- Aim of the exercise: Once the line containing "filename src/error.rs" is found in the records below, return it and each following line exactly, up to and including the line containing "so views can", and nothing else.
• • • • •
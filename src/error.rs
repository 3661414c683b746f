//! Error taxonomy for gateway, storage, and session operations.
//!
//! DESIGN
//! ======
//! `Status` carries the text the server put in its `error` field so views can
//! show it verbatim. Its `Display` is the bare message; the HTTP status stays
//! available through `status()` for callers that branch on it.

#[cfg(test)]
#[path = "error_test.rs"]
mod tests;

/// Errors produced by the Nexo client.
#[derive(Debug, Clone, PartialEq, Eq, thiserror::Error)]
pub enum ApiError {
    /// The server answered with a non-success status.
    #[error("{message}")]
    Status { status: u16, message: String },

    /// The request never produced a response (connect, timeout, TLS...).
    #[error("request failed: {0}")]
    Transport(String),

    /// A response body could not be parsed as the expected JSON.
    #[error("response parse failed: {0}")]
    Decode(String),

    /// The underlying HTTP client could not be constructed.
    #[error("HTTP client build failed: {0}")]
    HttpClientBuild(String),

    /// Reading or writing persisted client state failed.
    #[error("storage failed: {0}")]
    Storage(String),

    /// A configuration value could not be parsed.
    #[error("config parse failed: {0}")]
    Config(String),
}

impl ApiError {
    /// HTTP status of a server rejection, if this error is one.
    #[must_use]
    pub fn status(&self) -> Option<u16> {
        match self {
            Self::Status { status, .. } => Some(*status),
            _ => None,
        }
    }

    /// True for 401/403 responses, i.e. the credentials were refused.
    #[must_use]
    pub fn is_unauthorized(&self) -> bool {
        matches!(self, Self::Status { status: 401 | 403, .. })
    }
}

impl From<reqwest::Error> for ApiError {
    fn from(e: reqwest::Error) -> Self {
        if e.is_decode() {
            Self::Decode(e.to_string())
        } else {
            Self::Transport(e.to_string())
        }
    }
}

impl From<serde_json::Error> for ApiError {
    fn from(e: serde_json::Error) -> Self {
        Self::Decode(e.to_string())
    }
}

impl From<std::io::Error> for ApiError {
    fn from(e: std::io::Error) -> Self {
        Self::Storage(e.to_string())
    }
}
• • • • •
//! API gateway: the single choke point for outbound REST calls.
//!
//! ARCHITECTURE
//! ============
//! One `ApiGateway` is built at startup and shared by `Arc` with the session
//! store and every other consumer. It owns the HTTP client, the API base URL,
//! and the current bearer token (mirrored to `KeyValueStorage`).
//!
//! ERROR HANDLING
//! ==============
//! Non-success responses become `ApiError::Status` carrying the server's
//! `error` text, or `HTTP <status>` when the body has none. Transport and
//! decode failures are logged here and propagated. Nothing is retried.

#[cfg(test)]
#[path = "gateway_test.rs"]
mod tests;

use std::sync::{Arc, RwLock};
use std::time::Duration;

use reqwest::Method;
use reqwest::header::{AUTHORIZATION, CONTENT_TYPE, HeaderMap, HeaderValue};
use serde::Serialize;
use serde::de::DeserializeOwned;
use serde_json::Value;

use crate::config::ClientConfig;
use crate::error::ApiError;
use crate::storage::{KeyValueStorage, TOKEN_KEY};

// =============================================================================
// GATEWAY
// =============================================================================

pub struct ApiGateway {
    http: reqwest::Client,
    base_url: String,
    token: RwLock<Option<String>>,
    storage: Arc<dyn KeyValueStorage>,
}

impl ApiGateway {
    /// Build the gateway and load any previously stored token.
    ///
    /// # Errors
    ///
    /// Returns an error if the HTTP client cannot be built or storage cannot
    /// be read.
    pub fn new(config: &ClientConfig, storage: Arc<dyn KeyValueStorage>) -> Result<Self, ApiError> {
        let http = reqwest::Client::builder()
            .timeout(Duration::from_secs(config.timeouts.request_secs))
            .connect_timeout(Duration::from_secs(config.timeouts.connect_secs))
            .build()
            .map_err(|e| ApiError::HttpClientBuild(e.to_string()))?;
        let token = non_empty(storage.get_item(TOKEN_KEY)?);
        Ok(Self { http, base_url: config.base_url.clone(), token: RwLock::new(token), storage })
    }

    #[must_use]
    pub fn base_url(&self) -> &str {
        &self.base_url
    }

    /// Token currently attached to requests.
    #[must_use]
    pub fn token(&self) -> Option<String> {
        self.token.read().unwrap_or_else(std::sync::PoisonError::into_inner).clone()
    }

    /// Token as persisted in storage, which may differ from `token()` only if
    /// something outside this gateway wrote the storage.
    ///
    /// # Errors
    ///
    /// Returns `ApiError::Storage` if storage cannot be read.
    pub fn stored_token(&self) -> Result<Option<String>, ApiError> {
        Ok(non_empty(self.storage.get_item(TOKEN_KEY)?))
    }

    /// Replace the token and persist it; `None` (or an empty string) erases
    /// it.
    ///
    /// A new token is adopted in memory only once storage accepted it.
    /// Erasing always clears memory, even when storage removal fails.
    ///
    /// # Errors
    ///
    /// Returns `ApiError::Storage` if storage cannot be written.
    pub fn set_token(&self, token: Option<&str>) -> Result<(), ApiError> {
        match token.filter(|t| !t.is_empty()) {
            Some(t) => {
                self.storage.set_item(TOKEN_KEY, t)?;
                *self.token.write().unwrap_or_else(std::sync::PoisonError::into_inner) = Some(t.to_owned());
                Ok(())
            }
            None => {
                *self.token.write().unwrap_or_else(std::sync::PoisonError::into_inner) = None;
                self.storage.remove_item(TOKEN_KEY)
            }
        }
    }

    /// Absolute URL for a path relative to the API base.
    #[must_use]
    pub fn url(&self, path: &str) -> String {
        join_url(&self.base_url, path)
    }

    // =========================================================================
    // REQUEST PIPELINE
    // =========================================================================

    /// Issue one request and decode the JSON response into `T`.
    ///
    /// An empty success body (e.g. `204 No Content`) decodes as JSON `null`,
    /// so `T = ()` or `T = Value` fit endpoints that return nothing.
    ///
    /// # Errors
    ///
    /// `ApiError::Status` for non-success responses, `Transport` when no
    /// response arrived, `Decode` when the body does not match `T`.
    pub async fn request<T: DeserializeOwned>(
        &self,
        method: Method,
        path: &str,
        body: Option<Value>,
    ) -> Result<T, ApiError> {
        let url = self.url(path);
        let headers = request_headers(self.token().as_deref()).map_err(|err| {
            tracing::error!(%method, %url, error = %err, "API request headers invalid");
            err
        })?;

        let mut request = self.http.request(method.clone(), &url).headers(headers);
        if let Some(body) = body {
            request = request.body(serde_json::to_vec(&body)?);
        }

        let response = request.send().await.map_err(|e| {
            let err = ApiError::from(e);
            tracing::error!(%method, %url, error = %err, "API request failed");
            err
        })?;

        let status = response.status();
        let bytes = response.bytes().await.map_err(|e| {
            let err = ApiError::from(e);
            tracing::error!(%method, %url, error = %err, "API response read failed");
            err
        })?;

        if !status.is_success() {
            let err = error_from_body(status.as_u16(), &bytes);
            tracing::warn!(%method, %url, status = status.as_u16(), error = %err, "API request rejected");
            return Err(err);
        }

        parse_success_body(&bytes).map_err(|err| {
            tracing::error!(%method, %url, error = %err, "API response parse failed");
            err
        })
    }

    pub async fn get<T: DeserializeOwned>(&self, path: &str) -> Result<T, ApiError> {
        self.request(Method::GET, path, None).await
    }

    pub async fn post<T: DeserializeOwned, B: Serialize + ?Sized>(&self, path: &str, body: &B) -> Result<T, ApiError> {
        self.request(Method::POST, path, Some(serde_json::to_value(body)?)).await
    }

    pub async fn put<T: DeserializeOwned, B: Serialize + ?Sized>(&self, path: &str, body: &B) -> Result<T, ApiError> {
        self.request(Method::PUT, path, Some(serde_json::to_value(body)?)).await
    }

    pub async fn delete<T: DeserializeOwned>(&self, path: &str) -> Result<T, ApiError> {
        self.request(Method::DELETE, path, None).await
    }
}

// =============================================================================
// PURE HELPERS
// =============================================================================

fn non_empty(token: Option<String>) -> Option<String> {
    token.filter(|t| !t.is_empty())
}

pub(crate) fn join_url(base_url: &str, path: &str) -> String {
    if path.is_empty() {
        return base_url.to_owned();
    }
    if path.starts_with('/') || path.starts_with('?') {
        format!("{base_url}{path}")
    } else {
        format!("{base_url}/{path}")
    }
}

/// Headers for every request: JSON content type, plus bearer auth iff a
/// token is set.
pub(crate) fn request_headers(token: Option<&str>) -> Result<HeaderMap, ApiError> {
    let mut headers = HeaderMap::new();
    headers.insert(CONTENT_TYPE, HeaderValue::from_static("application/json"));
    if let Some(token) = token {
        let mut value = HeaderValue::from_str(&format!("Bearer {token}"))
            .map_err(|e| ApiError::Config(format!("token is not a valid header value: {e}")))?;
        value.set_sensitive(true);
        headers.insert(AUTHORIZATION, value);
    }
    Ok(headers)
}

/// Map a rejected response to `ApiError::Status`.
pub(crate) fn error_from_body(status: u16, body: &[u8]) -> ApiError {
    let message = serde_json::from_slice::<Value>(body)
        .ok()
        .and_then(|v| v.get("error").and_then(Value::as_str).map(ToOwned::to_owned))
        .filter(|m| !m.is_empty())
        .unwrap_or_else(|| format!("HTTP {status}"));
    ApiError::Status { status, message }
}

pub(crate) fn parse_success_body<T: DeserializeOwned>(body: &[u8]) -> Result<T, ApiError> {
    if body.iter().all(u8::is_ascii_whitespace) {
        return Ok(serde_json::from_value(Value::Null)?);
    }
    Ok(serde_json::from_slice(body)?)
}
• • • • •
- Answer for this exercise:
filename src/error.rs
repository 3661414c683b746f
//! Error taxonomy for gateway, storage, and session operations.
//!
//! DESIGN
//! ======
//! `Status` carries the text the server put in its `error` field so views can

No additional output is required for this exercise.